(About this task) Only one stretch of the records below should be repeated. It starts with the line containing "image rides in" and goes on through the line containing "let image = if", exactly as written.

[Stored items]
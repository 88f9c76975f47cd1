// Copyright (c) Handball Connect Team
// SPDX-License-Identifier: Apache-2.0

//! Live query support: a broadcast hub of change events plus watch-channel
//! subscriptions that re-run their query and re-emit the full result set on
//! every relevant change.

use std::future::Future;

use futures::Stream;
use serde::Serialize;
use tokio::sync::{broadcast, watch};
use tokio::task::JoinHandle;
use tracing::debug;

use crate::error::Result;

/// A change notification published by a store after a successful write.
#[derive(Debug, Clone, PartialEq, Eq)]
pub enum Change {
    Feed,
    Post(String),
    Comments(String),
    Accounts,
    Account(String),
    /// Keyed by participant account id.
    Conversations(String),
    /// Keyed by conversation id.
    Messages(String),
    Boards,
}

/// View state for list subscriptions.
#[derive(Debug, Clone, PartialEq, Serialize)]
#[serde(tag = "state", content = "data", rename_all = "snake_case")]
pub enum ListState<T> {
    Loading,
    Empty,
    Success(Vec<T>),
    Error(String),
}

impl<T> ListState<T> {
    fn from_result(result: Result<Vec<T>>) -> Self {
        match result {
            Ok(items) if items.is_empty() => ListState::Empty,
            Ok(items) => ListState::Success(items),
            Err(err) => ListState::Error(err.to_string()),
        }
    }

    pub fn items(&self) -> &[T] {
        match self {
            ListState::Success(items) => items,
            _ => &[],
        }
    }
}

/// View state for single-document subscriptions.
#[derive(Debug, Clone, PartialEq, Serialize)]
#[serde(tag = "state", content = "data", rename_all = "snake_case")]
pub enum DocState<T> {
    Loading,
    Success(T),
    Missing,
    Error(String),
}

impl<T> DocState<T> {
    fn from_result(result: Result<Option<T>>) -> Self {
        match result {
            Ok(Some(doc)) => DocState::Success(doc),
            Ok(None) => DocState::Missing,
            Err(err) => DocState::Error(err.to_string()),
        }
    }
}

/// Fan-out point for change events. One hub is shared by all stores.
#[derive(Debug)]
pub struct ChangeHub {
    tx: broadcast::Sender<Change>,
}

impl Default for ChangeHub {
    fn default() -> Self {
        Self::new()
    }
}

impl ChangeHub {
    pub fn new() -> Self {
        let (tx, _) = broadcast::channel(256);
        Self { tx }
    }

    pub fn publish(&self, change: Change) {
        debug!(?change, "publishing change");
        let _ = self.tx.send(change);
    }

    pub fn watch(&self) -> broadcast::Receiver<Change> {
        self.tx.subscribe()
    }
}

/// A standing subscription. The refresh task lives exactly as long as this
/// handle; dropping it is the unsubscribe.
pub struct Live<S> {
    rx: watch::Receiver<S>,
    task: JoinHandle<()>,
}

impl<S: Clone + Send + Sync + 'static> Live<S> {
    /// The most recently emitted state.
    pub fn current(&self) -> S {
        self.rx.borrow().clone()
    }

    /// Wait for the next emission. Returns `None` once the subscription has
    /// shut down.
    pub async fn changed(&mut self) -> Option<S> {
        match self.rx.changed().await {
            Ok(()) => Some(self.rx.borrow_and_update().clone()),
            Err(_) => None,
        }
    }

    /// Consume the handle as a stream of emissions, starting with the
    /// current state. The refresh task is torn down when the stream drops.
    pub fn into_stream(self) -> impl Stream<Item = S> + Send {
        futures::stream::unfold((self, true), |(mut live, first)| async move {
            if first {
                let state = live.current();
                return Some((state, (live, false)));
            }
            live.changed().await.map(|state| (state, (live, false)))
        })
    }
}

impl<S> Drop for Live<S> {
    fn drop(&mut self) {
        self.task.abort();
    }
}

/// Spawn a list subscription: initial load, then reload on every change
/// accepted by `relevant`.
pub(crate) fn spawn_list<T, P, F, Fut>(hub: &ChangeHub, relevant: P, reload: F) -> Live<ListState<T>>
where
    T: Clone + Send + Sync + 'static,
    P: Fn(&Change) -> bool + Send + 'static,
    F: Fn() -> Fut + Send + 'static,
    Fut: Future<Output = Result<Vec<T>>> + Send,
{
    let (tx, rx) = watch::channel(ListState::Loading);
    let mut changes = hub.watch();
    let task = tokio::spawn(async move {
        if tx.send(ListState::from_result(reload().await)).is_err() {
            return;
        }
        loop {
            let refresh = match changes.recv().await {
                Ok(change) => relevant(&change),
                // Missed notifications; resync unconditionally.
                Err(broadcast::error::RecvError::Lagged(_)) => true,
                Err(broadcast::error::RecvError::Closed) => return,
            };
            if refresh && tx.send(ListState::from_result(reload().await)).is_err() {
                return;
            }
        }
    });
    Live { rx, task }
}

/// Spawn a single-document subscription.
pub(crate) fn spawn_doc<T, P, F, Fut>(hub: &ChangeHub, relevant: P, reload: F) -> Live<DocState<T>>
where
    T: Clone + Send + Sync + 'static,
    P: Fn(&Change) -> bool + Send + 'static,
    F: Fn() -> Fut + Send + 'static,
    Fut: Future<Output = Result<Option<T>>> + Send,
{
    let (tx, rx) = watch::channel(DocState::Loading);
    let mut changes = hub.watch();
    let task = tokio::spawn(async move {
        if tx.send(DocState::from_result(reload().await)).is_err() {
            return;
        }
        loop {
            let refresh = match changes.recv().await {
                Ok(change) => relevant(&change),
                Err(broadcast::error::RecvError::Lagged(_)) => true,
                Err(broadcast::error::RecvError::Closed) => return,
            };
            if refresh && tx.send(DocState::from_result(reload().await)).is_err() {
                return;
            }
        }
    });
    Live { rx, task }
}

==

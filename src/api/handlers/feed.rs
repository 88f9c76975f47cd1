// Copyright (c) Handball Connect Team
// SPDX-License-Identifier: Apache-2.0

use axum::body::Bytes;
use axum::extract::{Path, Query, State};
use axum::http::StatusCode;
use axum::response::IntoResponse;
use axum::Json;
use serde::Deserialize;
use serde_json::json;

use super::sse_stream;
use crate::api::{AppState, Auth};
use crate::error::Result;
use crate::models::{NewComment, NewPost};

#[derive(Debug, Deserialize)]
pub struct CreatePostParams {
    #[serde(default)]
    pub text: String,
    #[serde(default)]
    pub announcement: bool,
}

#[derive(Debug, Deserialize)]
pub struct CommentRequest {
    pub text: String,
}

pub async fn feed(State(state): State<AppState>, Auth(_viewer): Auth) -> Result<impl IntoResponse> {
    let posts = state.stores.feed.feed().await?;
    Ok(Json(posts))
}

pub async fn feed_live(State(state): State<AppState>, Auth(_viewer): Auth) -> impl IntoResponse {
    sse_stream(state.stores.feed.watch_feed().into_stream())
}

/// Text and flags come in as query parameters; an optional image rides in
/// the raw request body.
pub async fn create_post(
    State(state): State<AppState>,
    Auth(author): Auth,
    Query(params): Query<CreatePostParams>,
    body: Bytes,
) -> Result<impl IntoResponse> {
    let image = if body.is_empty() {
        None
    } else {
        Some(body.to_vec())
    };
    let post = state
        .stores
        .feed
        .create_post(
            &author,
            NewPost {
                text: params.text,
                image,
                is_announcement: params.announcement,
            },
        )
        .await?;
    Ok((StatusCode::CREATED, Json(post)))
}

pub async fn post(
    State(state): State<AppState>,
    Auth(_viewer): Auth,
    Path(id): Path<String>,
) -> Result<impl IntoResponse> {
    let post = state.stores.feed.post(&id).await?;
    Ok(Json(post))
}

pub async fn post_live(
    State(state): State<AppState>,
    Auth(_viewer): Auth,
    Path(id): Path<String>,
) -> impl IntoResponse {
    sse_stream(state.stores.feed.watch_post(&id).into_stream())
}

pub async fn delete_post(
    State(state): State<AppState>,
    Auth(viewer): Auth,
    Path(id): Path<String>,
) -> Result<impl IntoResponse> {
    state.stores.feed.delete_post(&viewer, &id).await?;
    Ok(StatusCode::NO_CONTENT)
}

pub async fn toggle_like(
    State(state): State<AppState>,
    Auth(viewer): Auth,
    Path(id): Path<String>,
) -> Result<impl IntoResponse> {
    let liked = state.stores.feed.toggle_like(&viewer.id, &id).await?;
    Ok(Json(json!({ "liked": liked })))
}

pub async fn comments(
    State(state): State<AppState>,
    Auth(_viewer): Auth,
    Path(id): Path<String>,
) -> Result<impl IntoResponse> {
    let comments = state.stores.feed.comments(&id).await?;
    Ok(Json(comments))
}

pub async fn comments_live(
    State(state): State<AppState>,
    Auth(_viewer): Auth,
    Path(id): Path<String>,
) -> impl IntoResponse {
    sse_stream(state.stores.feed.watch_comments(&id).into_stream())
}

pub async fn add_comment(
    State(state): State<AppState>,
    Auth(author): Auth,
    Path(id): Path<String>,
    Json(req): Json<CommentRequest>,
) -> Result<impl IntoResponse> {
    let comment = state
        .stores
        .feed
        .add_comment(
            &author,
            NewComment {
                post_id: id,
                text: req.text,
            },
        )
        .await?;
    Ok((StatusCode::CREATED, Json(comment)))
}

(Result of the exercise)
/// Text and flags come in as query parameters; an optional image rides in
/// the raw request body.
pub async fn create_post(
    State(state): State<AppState>,
    Auth(author): Auth,
    Query(params): Query<CreatePostParams>,
    body: Bytes,
) -> Result<impl IntoResponse> {
    let image = if body.is_empty() {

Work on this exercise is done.